Exercise directions: Using the data that follows, return exactly the lines from the one that contains "on both ends." through the one that contains "or missing values", ends included.

START Information given

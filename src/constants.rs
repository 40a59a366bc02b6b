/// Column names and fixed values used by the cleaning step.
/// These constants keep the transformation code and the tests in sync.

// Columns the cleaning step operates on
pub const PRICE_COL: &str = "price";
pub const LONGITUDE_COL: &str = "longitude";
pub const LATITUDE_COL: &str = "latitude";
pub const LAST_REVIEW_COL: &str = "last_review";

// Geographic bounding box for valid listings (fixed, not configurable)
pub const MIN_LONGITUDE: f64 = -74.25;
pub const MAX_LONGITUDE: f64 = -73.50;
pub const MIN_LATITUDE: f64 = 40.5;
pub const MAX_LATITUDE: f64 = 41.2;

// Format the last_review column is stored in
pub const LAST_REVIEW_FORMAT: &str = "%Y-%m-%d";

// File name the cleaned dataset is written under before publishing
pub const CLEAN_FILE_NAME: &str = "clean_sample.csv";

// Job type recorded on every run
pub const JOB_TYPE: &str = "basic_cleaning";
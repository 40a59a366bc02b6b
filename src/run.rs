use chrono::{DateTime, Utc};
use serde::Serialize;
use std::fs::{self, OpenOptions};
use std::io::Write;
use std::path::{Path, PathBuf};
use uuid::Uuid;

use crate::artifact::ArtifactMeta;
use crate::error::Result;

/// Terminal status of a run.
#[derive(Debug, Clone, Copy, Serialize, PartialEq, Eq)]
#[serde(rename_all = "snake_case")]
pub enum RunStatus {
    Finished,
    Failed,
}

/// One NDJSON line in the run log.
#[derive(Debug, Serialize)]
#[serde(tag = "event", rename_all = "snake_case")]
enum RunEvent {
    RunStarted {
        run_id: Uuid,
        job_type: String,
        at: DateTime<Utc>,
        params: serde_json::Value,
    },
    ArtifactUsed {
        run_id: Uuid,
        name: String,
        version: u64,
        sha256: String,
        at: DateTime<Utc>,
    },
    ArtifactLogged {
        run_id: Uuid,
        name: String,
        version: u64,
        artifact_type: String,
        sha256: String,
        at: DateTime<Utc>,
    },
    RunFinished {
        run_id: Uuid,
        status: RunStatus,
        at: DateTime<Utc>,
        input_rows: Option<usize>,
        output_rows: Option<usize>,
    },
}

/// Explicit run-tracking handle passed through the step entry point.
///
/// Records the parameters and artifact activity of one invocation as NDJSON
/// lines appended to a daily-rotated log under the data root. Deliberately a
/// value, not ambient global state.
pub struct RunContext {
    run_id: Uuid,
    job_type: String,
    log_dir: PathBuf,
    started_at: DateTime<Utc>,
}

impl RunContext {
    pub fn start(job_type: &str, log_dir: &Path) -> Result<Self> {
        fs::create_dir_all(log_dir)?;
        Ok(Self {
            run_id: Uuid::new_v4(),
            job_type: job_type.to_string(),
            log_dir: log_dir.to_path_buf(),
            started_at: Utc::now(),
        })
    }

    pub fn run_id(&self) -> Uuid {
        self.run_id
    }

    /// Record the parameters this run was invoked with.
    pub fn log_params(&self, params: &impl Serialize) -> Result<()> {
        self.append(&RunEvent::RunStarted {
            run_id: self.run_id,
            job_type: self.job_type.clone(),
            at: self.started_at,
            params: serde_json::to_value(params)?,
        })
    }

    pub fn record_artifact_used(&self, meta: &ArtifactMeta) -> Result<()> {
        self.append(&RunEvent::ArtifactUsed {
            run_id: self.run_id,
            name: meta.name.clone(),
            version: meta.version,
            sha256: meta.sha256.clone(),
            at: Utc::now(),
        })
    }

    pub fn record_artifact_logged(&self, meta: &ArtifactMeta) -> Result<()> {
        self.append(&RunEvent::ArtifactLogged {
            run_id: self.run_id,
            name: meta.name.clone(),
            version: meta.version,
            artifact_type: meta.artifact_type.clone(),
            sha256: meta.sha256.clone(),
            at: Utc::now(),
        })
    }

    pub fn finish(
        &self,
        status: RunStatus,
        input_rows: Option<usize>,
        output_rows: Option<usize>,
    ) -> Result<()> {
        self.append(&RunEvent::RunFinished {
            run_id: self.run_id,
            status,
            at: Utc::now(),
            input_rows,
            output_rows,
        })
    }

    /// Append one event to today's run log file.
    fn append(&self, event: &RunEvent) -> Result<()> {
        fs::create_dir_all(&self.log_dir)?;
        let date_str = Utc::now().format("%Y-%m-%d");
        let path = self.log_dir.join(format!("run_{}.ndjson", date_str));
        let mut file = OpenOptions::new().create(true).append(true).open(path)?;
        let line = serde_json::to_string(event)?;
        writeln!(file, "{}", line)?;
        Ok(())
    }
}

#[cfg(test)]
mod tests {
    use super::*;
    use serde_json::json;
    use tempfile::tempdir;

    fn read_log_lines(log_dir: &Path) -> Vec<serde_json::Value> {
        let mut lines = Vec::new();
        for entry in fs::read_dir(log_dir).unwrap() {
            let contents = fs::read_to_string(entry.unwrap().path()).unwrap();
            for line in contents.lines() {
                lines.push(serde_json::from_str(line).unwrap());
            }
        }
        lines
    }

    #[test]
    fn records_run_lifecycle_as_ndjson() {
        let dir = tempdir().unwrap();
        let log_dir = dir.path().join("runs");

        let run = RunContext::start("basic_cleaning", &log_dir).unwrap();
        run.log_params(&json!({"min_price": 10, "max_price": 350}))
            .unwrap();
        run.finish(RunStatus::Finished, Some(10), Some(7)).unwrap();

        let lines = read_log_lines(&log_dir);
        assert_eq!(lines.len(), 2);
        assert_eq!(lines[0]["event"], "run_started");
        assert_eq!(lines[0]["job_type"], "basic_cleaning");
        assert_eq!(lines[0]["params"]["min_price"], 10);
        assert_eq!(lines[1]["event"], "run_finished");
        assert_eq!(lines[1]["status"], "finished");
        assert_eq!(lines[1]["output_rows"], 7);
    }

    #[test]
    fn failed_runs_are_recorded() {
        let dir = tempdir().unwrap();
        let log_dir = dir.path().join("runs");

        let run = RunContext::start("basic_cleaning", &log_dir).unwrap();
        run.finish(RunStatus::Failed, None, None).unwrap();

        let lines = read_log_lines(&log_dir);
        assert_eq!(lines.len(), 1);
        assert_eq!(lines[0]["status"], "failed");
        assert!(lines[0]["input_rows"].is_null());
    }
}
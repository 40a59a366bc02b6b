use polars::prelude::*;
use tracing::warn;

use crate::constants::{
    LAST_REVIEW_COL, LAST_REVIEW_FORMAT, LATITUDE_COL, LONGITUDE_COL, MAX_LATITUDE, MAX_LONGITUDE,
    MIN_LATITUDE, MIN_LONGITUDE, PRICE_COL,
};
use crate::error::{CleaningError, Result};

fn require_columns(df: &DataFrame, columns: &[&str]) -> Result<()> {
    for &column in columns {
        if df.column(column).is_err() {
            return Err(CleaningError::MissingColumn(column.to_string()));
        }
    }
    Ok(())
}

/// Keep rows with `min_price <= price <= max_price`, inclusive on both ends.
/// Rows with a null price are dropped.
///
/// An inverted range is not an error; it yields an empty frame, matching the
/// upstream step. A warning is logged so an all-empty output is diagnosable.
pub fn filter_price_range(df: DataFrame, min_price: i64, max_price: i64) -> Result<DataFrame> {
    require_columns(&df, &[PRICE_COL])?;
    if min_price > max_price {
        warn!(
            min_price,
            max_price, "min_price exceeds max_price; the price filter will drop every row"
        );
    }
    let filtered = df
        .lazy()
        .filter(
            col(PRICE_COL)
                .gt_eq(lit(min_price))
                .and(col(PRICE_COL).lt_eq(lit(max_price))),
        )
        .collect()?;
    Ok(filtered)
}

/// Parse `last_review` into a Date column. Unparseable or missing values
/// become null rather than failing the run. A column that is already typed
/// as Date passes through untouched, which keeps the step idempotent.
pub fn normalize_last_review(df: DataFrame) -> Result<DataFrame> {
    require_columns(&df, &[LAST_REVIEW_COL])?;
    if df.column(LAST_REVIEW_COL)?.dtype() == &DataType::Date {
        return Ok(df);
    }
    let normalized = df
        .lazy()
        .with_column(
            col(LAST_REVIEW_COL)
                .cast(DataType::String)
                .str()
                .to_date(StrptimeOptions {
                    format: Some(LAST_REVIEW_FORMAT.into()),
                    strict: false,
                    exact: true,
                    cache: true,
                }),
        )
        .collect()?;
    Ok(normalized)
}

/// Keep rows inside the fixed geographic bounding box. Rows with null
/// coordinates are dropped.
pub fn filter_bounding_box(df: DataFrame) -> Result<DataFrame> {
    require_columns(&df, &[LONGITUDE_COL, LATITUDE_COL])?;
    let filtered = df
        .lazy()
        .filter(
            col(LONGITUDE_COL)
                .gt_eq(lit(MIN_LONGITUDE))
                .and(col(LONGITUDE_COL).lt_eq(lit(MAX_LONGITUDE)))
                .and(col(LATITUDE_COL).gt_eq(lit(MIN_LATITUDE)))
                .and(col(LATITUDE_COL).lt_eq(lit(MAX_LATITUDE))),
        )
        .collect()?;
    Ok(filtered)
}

END Information given

Task response:
/// Keep rows with `min_price <= price <= max_price`, inclusive on both ends.
/// Rows with a null price are dropped.
///
/// An inverted range is not an error; it yields an empty frame, matching the
/// upstream step. A warning is logged so an all-empty output is diagnosable.
pub fn filter_price_range(df: DataFrame, min_price: i64, max_price: i64) -> Result<DataFrame> {
    require_columns(&df, &[PRICE_COL])?;
    if min_price > max_price {
        warn!(
            min_price,
            max_price, "min_price exceeds max_price; the price filter will drop every row"
        );
    }
    let filtered = df
        .lazy()
        .filter(
            col(PRICE_COL)
                .gt_eq(lit(min_price))
                .and(col(PRICE_COL).lt_eq(lit(max_price))),
        )
        .collect()?;
    Ok(filtered)
}

/// Parse `last_review` into a Date column. Unparseable or missing values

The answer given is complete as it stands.